MATERIAL SUPPLIED START
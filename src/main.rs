//! featscale: Feature Scaling and Selection CLI Tool
//!
//! A command-line tool that prepares tabular data for linear regression by
//! dummy-encoding categorical columns, min-max scaling features, and
//! dropping features whose scaled variance falls below a threshold.

use std::time::Instant;

use anyhow::{Context, Result};
use clap::Parser;
use console::style;

use featscale::cli::{self, confirm_drop_features, Cli, Commands};
use featscale::pipeline::{
    append_columns, dataframe_to_table, detect_categorical_columns, encode_dummies,
    load_dataset_with_progress, save_dataset, scale_and_filter, table_to_dataframe,
};
use featscale::report::{export_variance_report, ReportParams, SelectionSummary};
use featscale::utils::{
    create_spinner, finish_with_success, finish_with_warning, init_logging, print_banner,
    print_completion, print_config, print_count, print_info, print_step_header, print_step_time,
    print_success, print_warning, ConfigCard,
};

fn main() -> Result<()> {
    let cli = Cli::parse();
    init_logging(cli.verbose);

    // Handle subcommands
    if let Some(command) = &cli.command {
        return match command {
            Commands::Scale {
                input,
                output,
                method,
                target,
                infer_schema_length,
            } => cli::scale::run_scale(
                input,
                output.as_deref(),
                *method,
                target.as_deref(),
                *infer_schema_length,
            ),
        };
    }

    // Main select pipeline - require input
    let input = cli.input().ok_or_else(|| {
        anyhow::anyhow!("Input file is required. Use -i/--input to specify a file.")
    })?;
    let output_path = cli
        .output_path()
        .ok_or_else(|| anyhow::anyhow!("Could not derive an output path from the input"))?;
    let target = cli.target.as_deref();
    let threshold = cli.threshold;

    print_banner(env!("CARGO_PKG_VERSION"));
    print_config(&ConfigCard {
        input,
        target,
        output: &output_path,
        threshold,
        encoded: &cli.encode,
    });

    // Step 1: Load dataset
    print_step_header(1, "Load Dataset");
    let step_start = Instant::now();
    let (mut df, rows, cols, memory_mb) =
        load_dataset_with_progress(input, cli.infer_schema_length)?;

    println!("\n    {} Dataset Statistics:", style("✧").cyan());
    println!("      Rows: {}", rows);
    println!("      Columns: {}", cols);
    println!("      Estimated memory: {:.2} MB", memory_mb);

    let column_names: Vec<String> = df
        .get_column_names()
        .iter()
        .map(|s| s.to_string())
        .collect();
    if let Some(target) = target {
        if !column_names.iter().any(|c| c == target) {
            anyhow::bail!(
                "Target column '{}' not found in dataset. Available columns: {:?}",
                target,
                column_names
            );
        }
    }

    if !cli.drop_columns.is_empty() {
        if let Some(missing) = cli.drop_columns.iter().find(|c| !column_names.contains(c)) {
            anyhow::bail!("Column '{}' in --drop-columns not found in dataset", missing);
        }
        if target.is_some_and(|t| cli.drop_columns.iter().any(|c| c == t)) {
            anyhow::bail!("The target column cannot be listed in --drop-columns");
        }
        df = df.drop_many(cli.drop_columns.iter().map(String::as_str));
        print_info(&format!("Dropped {} column(s) on request", cli.drop_columns.len()));
    }

    let exclude: Vec<&str> = target.into_iter().collect();
    let initial_features = df.width() - exclude.len();
    let mut summary = SelectionSummary::new(initial_features);
    let load_elapsed = step_start.elapsed();
    summary.set_load_time(load_elapsed);
    print_step_time(load_elapsed);

    // Step 2: Dummy encoding
    print_step_header(2, "Categorical Encoding");
    let step_start = Instant::now();
    let to_encode = if cli.encode_all {
        detect_categorical_columns(&df, &exclude)
    } else {
        cli.encode.clone()
    };

    if target.is_some_and(|t| to_encode.iter().any(|c| c == t)) {
        anyhow::bail!("The target column cannot be dummy-encoded");
    }

    if to_encode.is_empty() {
        print_info("No categorical columns to encode");
    } else {
        let before = df.width();
        df = encode_dummies(&df, &to_encode, cli.drop_first)?;
        print_count(
            "categorical column(s) encoded",
            to_encode.len(),
            Some(&format!("(+{} indicator columns)", df.width() + to_encode.len() - before)),
        );
        summary.set_encoded(initial_features, df.width() - exclude.len());
        print_success("Encoded categorical columns");
    }
    let encode_elapsed = step_start.elapsed();
    summary.set_encode_time(encode_elapsed);
    print_step_time(encode_elapsed);

    // Step 3: Scale and filter
    print_step_header(3, "Scale & Variance Filter");
    let step_start = Instant::now();
    let table = dataframe_to_table(&df, &exclude).context(
        "Features must be numeric; use --encode or --encode-all for categorical columns",
    )?;

    let spinner = create_spinner("Scaling features and computing variances...");
    let selection = scale_and_filter(&table, threshold)?;

    let degenerate = selection.degenerate_names();
    if degenerate.is_empty() {
        finish_with_success(&spinner, "Variance analysis complete");
    } else {
        finish_with_warning(
            &spinner,
            &format!("{} constant column(s) scaled to 0.0", degenerate.len()),
        );
        print_warning(&format!("Constant: {}", degenerate.join(", ")));
    }
    summary.set_degenerate(degenerate);

    let dropped = selection.dropped_names();
    let mut output_table = &selection.filtered;
    let mut drops_applied = true;
    if dropped.is_empty() {
        print_info("No features below the variance threshold");
    } else {
        print_count(
            "feature(s) with low variance",
            dropped.len(),
            Some(&format!("(<{})", threshold)),
        );

        let proceed = cli.no_confirm || confirm_drop_features(dropped.len(), threshold)?;
        if proceed {
            summary.add_variance_drops(dropped);
            print_success("Dropped low-variance features");
        } else {
            output_table = &selection.scaled;
            drops_applied = false;
            print_info("Keeping all scaled features");
        }
    }
    let select_elapsed = step_start.elapsed();
    summary.set_select_time(select_elapsed);
    print_step_time(select_elapsed);

    // Step 4: Save output
    print_step_header(4, "Save Results");
    let step_start = Instant::now();
    let spinner = create_spinner("Writing output file...");
    let mut out = append_columns(table_to_dataframe(output_table)?, &df, &exclude)?;
    save_dataset(&mut out, &output_path)?;
    finish_with_success(&spinner, &format!("Saved to {}", output_path.display()));

    if let Some(scaled_path) = &cli.scaled_output {
        let mut scaled = append_columns(table_to_dataframe(&selection.scaled)?, &df, &exclude)?;
        save_dataset(&mut scaled, scaled_path)?;
        print_success(&format!("Full scaled table saved to {}", scaled_path.display()));
    }

    if let Some(report_path) = &cli.report {
        let input_file = input.display().to_string();
        let output_file = output_path.display().to_string();
        export_variance_report(
            &selection,
            report_path,
            &ReportParams {
                input_file: &input_file,
                output_file: &output_file,
                threshold,
                target_column: target,
                encoded_columns: &to_encode,
                drops_applied,
            },
        )?;
        print_success(&format!("Variance report saved to {}", report_path.display()));
    }
    let save_elapsed = step_start.elapsed();
    summary.set_save_time(save_elapsed);
    print_step_time(save_elapsed);

    summary.display();
    print_completion();

    Ok(())
}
MATERIAL SUPPLIED END
PROBLEM DESCRIPTION -
Copy the records above exactly.

RESPONSE FOR THIS EXERCISE -
filename src/main.rs
//! featscale: Feature Scaling and Selection CLI Tool
//!
//! A command-line tool that prepares tabular data for linear regression by
//! dummy-encoding categorical columns, min-max scaling features, and
//! dropping features whose scaled variance falls below a threshold.

use std::time::Instant;

use anyhow::{Context, Result};
use clap::Parser;
use console::style;

use featscale::cli::{self, confirm_drop_features, Cli, Commands};
use featscale::pipeline::{
    append_columns, dataframe_to_table, detect_categorical_columns, encode_dummies,
    load_dataset_with_progress, save_dataset, scale_and_filter, table_to_dataframe,
};
use featscale::report::{export_variance_report, ReportParams, SelectionSummary};
use featscale::utils::{
    create_spinner, finish_with_success, finish_with_warning, init_logging, print_banner,
    print_completion, print_config, print_count, print_info, print_step_header, print_step_time,
    print_success, print_warning, ConfigCard,
};

fn main() -> Result<()> {
    let cli = Cli::parse();
    init_logging(cli.verbose);

    // Handle subcommands
    if let Some(command) = &cli.command {
        return match command {
            Commands::Scale {
                input,
                output,
                method,
                target,
                infer_schema_length,
            } => cli::scale::run_scale(
                input,
                output.as_deref(),
                *method,
                target.as_deref(),
                *infer_schema_length,
            ),
        };
    }

    // Main select pipeline - require input
    let input = cli.input().ok_or_else(|| {
        anyhow::anyhow!("Input file is required. Use -i/--input to specify a file.")
    })?;
    let output_path = cli
        .output_path()
        .ok_or_else(|| anyhow::anyhow!("Could not derive an output path from the input"))?;
    let target = cli.target.as_deref();
    let threshold = cli.threshold;

    print_banner(env!("CARGO_PKG_VERSION"));
    print_config(&ConfigCard {
        input,
        target,
        output: &output_path,
        threshold,
        encoded: &cli.encode,
    });

    // Step 1: Load dataset
    print_step_header(1, "Load Dataset");
    let step_start = Instant::now();
    let (mut df, rows, cols, memory_mb) =
        load_dataset_with_progress(input, cli.infer_schema_length)?;

    println!("\n    {} Dataset Statistics:", style("✧").cyan());
    println!("      Rows: {}", rows);
    println!("      Columns: {}", cols);
    println!("      Estimated memory: {:.2} MB", memory_mb);

    let column_names: Vec<String> = df
        .get_column_names()
        .iter()
        .map(|s| s.to_string())
        .collect();
    if let Some(target) = target {
        if !column_names.iter().any(|c| c == target) {
            anyhow::bail!(
                "Target column '{}' not found in dataset. Available columns: {:?}",
                target,
                column_names
            );
        }
    }

    if !cli.drop_columns.is_empty() {
        if let Some(missing) = cli.drop_columns.iter().find(|c| !column_names.contains(c)) {
            anyhow::bail!("Column '{}' in --drop-columns not found in dataset", missing);
        }
        if target.is_some_and(|t| cli.drop_columns.iter().any(|c| c == t)) {
            anyhow::bail!("The target column cannot be listed in --drop-columns");
        }
        df = df.drop_many(cli.drop_columns.iter().map(String::as_str));
        print_info(&format!("Dropped {} column(s) on request", cli.drop_columns.len()));
    }

    let exclude: Vec<&str> = target.into_iter().collect();
    let initial_features = df.width() - exclude.len();
    let mut summary = SelectionSummary::new(initial_features);
    let load_elapsed = step_start.elapsed();
    summary.set_load_time(load_elapsed);
    print_step_time(load_elapsed);

    // Step 2: Dummy encoding
    print_step_header(2, "Categorical Encoding");
    let step_start = Instant::now();
    let to_encode = if cli.encode_all {
        detect_categorical_columns(&df, &exclude)
    } else {
        cli.encode.clone()
    };

    if target.is_some_and(|t| to_encode.iter().any(|c| c == t)) {
        anyhow::bail!("The target column cannot be dummy-encoded");
    }

    if to_encode.is_empty() {
        print_info("No categorical columns to encode");
    } else {
        let before = df.width();
        df = encode_dummies(&df, &to_encode, cli.drop_first)?;
        print_count(
            "categorical column(s) encoded",
            to_encode.len(),
            Some(&format!("(+{} indicator columns)", df.width() + to_encode.len() - before)),
        );
        summary.set_encoded(initial_features, df.width() - exclude.len());
        print_success("Encoded categorical columns");
    }
    let encode_elapsed = step_start.elapsed();
    summary.set_encode_time(encode_elapsed);
    print_step_time(encode_elapsed);

    // Step 3: Scale and filter
    print_step_header(3, "Scale & Variance Filter");
    let step_start = Instant::now();
    let table = dataframe_to_table(&df, &exclude).context(
        "Features must be numeric; use --encode or --encode-all for categorical columns",
    )?;

    let spinner = create_spinner("Scaling features and computing variances...");
    let selection = scale_and_filter(&table, threshold)?;

    let degenerate = selection.degenerate_names();
    if degenerate.is_empty() {
        finish_with_success(&spinner, "Variance analysis complete");
    } else {
        finish_with_warning(
            &spinner,
            &format!("{} constant column(s) scaled to 0.0", degenerate.len()),
        );
        print_warning(&format!("Constant: {}", degenerate.join(", ")));
    }
    summary.set_degenerate(degenerate);

    let dropped = selection.dropped_names();
    let mut output_table = &selection.filtered;
    let mut drops_applied = true;
    if dropped.is_empty() {
        print_info("No features below the variance threshold");
    } else {
        print_count(
            "feature(s) with low variance",
            dropped.len(),
            Some(&format!("(<{})", threshold)),
        );

        let proceed = cli.no_confirm || confirm_drop_features(dropped.len(), threshold)?;
        if proceed {
            summary.add_variance_drops(dropped);
            print_success("Dropped low-variance features");
        } else {
            output_table = &selection.scaled;
            drops_applied = false;
            print_info("Keeping all scaled features");
        }
    }
    let select_elapsed = step_start.elapsed();
    summary.set_select_time(select_elapsed);
    print_step_time(select_elapsed);

    // Step 4: Save output
    print_step_header(4, "Save Results");
    let step_start = Instant::now();
    let spinner = create_spinner("Writing output file...");
    let mut out = append_columns(table_to_dataframe(output_table)?, &df, &exclude)?;
    save_dataset(&mut out, &output_path)?;
    finish_with_success(&spinner, &format!("Saved to {}", output_path.display()));

    if let Some(scaled_path) = &cli.scaled_output {
        let mut scaled = append_columns(table_to_dataframe(&selection.scaled)?, &df, &exclude)?;
        save_dataset(&mut scaled, scaled_path)?;
        print_success(&format!("Full scaled table saved to {}", scaled_path.display()));
    }

    if let Some(report_path) = &cli.report {
        let input_file = input.display().to_string();
        let output_file = output_path.display().to_string();
        export_variance_report(
            &selection,
            report_path,
            &ReportParams {
                input_file: &input_file,
                output_file: &output_file,
                threshold,
                target_column: target,
                encoded_columns: &to_encode,
                drops_applied,
            },
        )?;
        print_success(&format!("Variance report saved to {}", report_path.display()));
    }
    let save_elapsed = step_start.elapsed();
    summary.set_save_time(save_elapsed);
    print_step_time(save_elapsed);

    summary.display();
    print_completion();

    Ok(())
}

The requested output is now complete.